Production Deep Learning with NVIDIA GPU Inference Engine

Figure 1. NVIDIA GPU Inference Engine (GIE) provides even higher efficiency and performance for neural network inference. Tests performed using GoogLenet. CPU-only: Single-socket Intel Xeon (Haswell) E5-2698 v3@2.3GHz with HT. GPU: NVIDIA Tesla M4 + cuDNN 5 RC. GPU + GIE: NVIDIA Tesla M4 + GIE.
Figure 1. NVIDIA GPU Inference Engine (GIE) provides even higher efficiency and performance for neural network inference. Tests performed using GoogLenet. CPU-only: Single-socket Intel Xeon (Haswell) E5-2698 v3@2.3GHz with HT.
GPU: NVIDIA Tesla M4 + cuDNN 5 RC.
GPU + GIE: NVIDIA Tesla M4 + GIE.

[Update September 13, 2016: GPU Inference Engine is now TensorRT]

Today at ICML 2016, NVIDIA announced its latest Deep Learning SDK updates, including DIGITS 4, cuDNN 5.1 (CUDA Deep Neural Network Library) and the new GPU Inference Engine.

NVIDIA GPU Inference Engine (GIE) is a high-performance deep learning inference solution for production environments. Power efficiency and speed of response are two key metrics for deployed deep learning applications, because they directly affect the user experience and the cost of the service provided. GIE automatically optimizes trained neural networks for run-time performance, delivering up to 16x higher performance per watt on a Tesla M4 GPU compared to the CPU-only systems commonly used for inference  today.

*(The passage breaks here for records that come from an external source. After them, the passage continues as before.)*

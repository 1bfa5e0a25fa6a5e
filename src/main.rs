//! # Outreach — paced batch messaging for sales affiliates
//!
//! Usage:
//!   outreach run                         # Start the dispatcher daemon
//!   outreach create job.json             # Queue a job from a JSON request
//!   outreach list                        # List jobs with progress
//!   outreach pause <job-id>              # Pause / resume / cancel / delete
//!   outreach config                      # Print the effective configuration
//!
//! Control commands write straight to the job database; a running daemon
//! picks the change up within one poll interval.

use std::path::PathBuf;
use std::sync::Arc;

use anyhow::{Context, Result};
use clap::{Parser, Subcommand};
use outreach_channels::ChannelRegistry;
use outreach_core::config::OutreachConfig;
use outreach_core::types::Target;
use outreach_scheduler::{
    AutomationJob, Clock, DispatchEngine, JobCommand, JobStatus, JobStore, NewJob, SqliteJobStore,
    SystemClock, apply_command, spawn_trigger,
};
use serde::Deserialize;
use tracing_subscriber::EnvFilter;

#[derive(Parser)]
#[command(
    name = "outreach",
    version,
    about = "📨 Outreach — paced, quota-aware batch messaging"
)]
struct Cli {
    /// Config file (default: ~/.outreach/config.toml)
    #[arg(short, long, global = true)]
    config: Option<String>,

    /// Verbose logging
    #[arg(short, long, global = true)]
    verbose: bool,

    #[command(subcommand)]
    command: Command,
}

#[derive(Subcommand)]
enum Command {
    /// Run the dispatcher: recover unfinished jobs, then tick until Ctrl-C
    Run,
    /// Create a job from a JSON request file
    Create {
        file: PathBuf,
        /// Messaging channel, overriding the one in the file
        #[arg(long)]
        channel: Option<String>,
    },
    /// List jobs
    List {
        /// Only jobs in this status
        #[arg(long)]
        status: Option<JobStatus>,
    },
    /// Show one job with its execution log
    Show {
        id: String,
        /// Print the raw job as JSON
        #[arg(long)]
        json: bool,
    },
    /// Attach a messaging channel to a pending or scheduled job
    Assign { id: String, channel: String },
    /// Start a pending job
    Start { id: String },
    /// Pause a running job
    Pause { id: String },
    /// Resume a paused job
    Resume { id: String },
    /// Cancel a job
    Cancel { id: String },
    /// Delete a finished job
    Delete { id: String },
    /// Print the effective configuration
    Config,
}

/// Job request file. `config` holds only the fields that differ from the
/// configured defaults.
#[derive(Deserialize)]
struct JobFile {
    affiliate_id: String,
    #[serde(default)]
    channel_id: Option<String>,
    targets: Vec<Target>,
    #[serde(default)]
    config: serde_json::Value,
}

fn load_config(path: Option<&str>) -> Result<OutreachConfig> {
    let config = match path {
        Some(p) => OutreachConfig::load_from(std::path::Path::new(&shellexpand::tilde(p).to_string()))?,
        None => OutreachConfig::load()?,
    };
    Ok(config)
}

fn open_store(config: &OutreachConfig) -> Result<SqliteJobStore> {
    let path = config.database_file();
    SqliteJobStore::open(&path).with_context(|| format!("opening job database {}", path.display()))
}

#[tokio::main]
async fn main() -> Result<()> {
    let cli = Cli::parse();

    // Initialize logging
    let filter = if cli.verbose {
        "outreach=debug,outreach_scheduler=debug,outreach_channels=debug"
    } else {
        "outreach=info,outreach_scheduler=info,outreach_channels=info"
    };
    tracing_subscriber::fmt()
        .with_env_filter(EnvFilter::try_from_default_env().unwrap_or_else(|_| EnvFilter::new(filter)))
        .with_target(false)
        .init();

    let config = load_config(cli.config.as_deref())?;

    match cli.command {
        Command::Run => run(config).await,
        Command::Create { file, channel } => create(&config, &file, channel),
        Command::List { status } => list(&config, status),
        Command::Show { id, json } => show(&config, &id, json),
        Command::Assign { id, channel } => assign(&config, &id, &channel),
        Command::Start { id } => control(&config, &id, JobCommand::Start),
        Command::Pause { id } => control(&config, &id, JobCommand::Pause),
        Command::Resume { id } => control(&config, &id, JobCommand::Resume),
        Command::Cancel { id } => control(&config, &id, JobCommand::Cancel),
        Command::Delete { id } => {
            open_store(&config)?.delete(&id)?;
            println!("🗑️  Deleted {id}");
            Ok(())
        }
        Command::Config => {
            println!("{}", toml::to_string_pretty(&config)?);
            Ok(())
        }
    }
}

async fn run(config: OutreachConfig) -> Result<()> {
    let store: Arc<dyn JobStore> = Arc::new(open_store(&config)?);
    let registry = ChannelRegistry::from_config(&config.channel);
    if registry.channel_ids().is_empty() {
        tracing::warn!("⚠️  No messaging channels configured; jobs will fail every send.");
    }

    let engine = Arc::new(DispatchEngine::new(
        store.clone(),
        Arc::new(registry),
        Arc::new(SystemClock),
        &config.engine,
    ));

    // Pick up whatever was running or due before the last shutdown.
    let report = engine.tick()?;
    tracing::info!(
        "🚀 Dispatcher up: {} promoted, {} resumed, db {}",
        report.promoted.len(),
        report.adopted.len(),
        config.database_file().display()
    );

    let mut events = engine.subscribe();
    tokio::spawn(async move {
        loop {
            match events.recv().await {
                Ok(event) => tracing::info!(
                    "📣 {} {:?} [{}] sent={} failed={} skipped={}",
                    event.job_id,
                    event.kind,
                    event.status,
                    event.sent_count,
                    event.failed_count,
                    event.skipped_count
                ),
                Err(tokio::sync::broadcast::error::RecvError::Lagged(n)) => {
                    tracing::warn!("⚠️  Event log lagged, {n} events dropped")
                }
                Err(tokio::sync::broadcast::error::RecvError::Closed) => break,
            }
        }
    });

    let trigger = tokio::spawn(spawn_trigger(engine.clone(), config.engine.tick_interval_secs));

    tokio::signal::ctrl_c().await?;
    tracing::info!("👋 Shutting down");
    trigger.abort();
    engine.shutdown();
    Ok(())
}

fn create(config: &OutreachConfig, file: &std::path::Path, channel: Option<String>) -> Result<()> {
    let content = std::fs::read_to_string(file).with_context(|| format!("reading {}", file.display()))?;
    let request: JobFile = serde_json::from_str(&content)?;
    let dispatch = config.defaults.overlay(&request.config)?;

    let now = SystemClock.now();
    let mut job = AutomationJob::create(
        NewJob {
            affiliate_id: request.affiliate_id,
            channel_id: channel.or(request.channel_id),
            targets: request.targets,
            config: dispatch,
        },
        now,
    )?;
    job.admit(now)?;
    open_store(config)?.insert(&job)?;

    println!("✅ Created {} ({} targets, {})", job.id, job.targets.len(), job.status);
    if job.status == JobStatus::Pending {
        println!("   No channel yet: outreach assign {} <channel-id>", job.id);
    }
    Ok(())
}

fn list(config: &OutreachConfig, status: Option<JobStatus>) -> Result<()> {
    let store = open_store(config)?;
    let jobs = match status {
        Some(s) => store.with_status(s)?,
        None => store.list()?,
    };
    if jobs.is_empty() {
        println!("No jobs.");
        return Ok(());
    }
    println!(
        "{:<42} {:<10} {:<12} {:>7} {:>5} {:>5} {:>5}",
        "ID", "STATUS", "CHANNEL", "DONE", "SENT", "FAIL", "SKIP"
    );
    for job in jobs {
        let s = job.summary();
        println!(
            "{:<42} {:<10} {:<12} {:>6.1}% {:>5} {:>5} {:>5}",
            s.id,
            s.status,
            s.channel_id.as_deref().unwrap_or("-"),
            s.progress_percent,
            s.sent,
            s.failed,
            s.skipped
        );
    }
    Ok(())
}

fn show(config: &OutreachConfig, id: &str, json: bool) -> Result<()> {
    let job = open_store(config)?.get(id)?;
    if json {
        println!("{}", serde_json::to_string_pretty(&job)?);
        return Ok(());
    }

    let s = job.summary();
    println!("📋 {} — {}", s.id, s.status);
    println!("   Affiliate: {}", s.affiliate_id);
    println!("   Channel:   {}", s.channel_id.as_deref().unwrap_or("-"));
    println!(
        "   Progress:  {}/{} ({:.1}%), {} sent, {} failed, {} skipped",
        job.current_index, s.total, s.progress_percent, s.sent, s.failed, s.skipped
    );
    if let Some(err) = &s.last_error {
        println!("   Last error: {err}");
    }
    for (label, at) in [
        ("Scheduled", job.scheduled_at),
        ("Started", job.started_at),
        ("Paused", job.paused_at),
        ("Finished", job.completed_at),
    ] {
        if let Some(at) = at {
            println!("   {label:<10} {}", at.to_rfc3339());
        }
    }
    if !job.execution_log.is_empty() {
        println!();
        for entry in &job.execution_log {
            println!(
                "   {} {:<8} {:<20} {}",
                entry.timestamp.format("%Y-%m-%d %H:%M:%S"),
                entry.status.as_str(),
                entry.target_id,
                entry.error.as_deref().unwrap_or("")
            );
        }
    }
    Ok(())
}

fn assign(config: &OutreachConfig, id: &str, channel: &str) -> Result<()> {
    let now = SystemClock.now();
    let job = open_store(config)?.update(id, &mut |job: &mut AutomationJob| {
        job.assign_channel(channel)?;
        if job.status == JobStatus::Pending {
            job.admit(now)?;
        }
        Ok(())
    })?;
    println!("🔗 {} → {} ({})", job.id, channel, job.status);
    Ok(())
}

fn control(config: &OutreachConfig, id: &str, command: JobCommand) -> Result<()> {
    let store = open_store(config)?;
    let (job, changed) = apply_command(&store, id, command, SystemClock.now())?;
    if changed {
        println!("✅ {} is now {}", job.id, job.status);
    } else {
        println!("ℹ️  {} already {}", job.id, job.status);
    }
    Ok(())
}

Figure 1 shows GIE inference performance per watt of the relatively complex GoogLeNet running on a Tesla M4. GIE can deliver 20 Images/s/Watt on the simpler AlexNet benchmark.

In this post, we will discuss how you can use GIE to get the best efficiency and performance out of your trained deep neural network on a GPU-based deployment platform.

Deep Learning Training and Deployment

Solving a supervised machine learning problem with deep neural networks involves a two-step process.

  1. The first step is to train a deep neural network on massive amounts of labeled data using GPUs. During this step, the neural network learns millions of weights or parameters that enable it to map input data examples to correct responses. Training requires iterative forward and backward passes through the network as the objective function is minimized with respect to the network weights. Often several models are trained and accuracy is validated against data not seen during training in order to estimate real-world performance.
  2. The next step–inference–uses the trained model to make predictions from new data. During this step, the best trained model is used in an application running in a production environment such as a data center, an automobile, or an embedded platform. For some applications, such as autonomous driving, inference is done in real time and therefore high throughput is critical.

To learn more about the differences between training and inference, see Michael Andersch’s post on inference with GPUs.

The target deployment environment introduces various challenges that are typically not present in the training environment. For example, if the target is an embedded device using the trained neural network to perceive its surroundings, then the forward inference pass through the model has a direct impact on the overall response time and the power consumed by the device.  The key metric to optimize is power efficiency: the inference performance per watt.

Performance per watt is also the critical metric in maximizing data center operational efficiency.  In this scenario, the need to minimize latency and energy used on large volumes of geographically and temporally disparate requests limits the ability to form large batches.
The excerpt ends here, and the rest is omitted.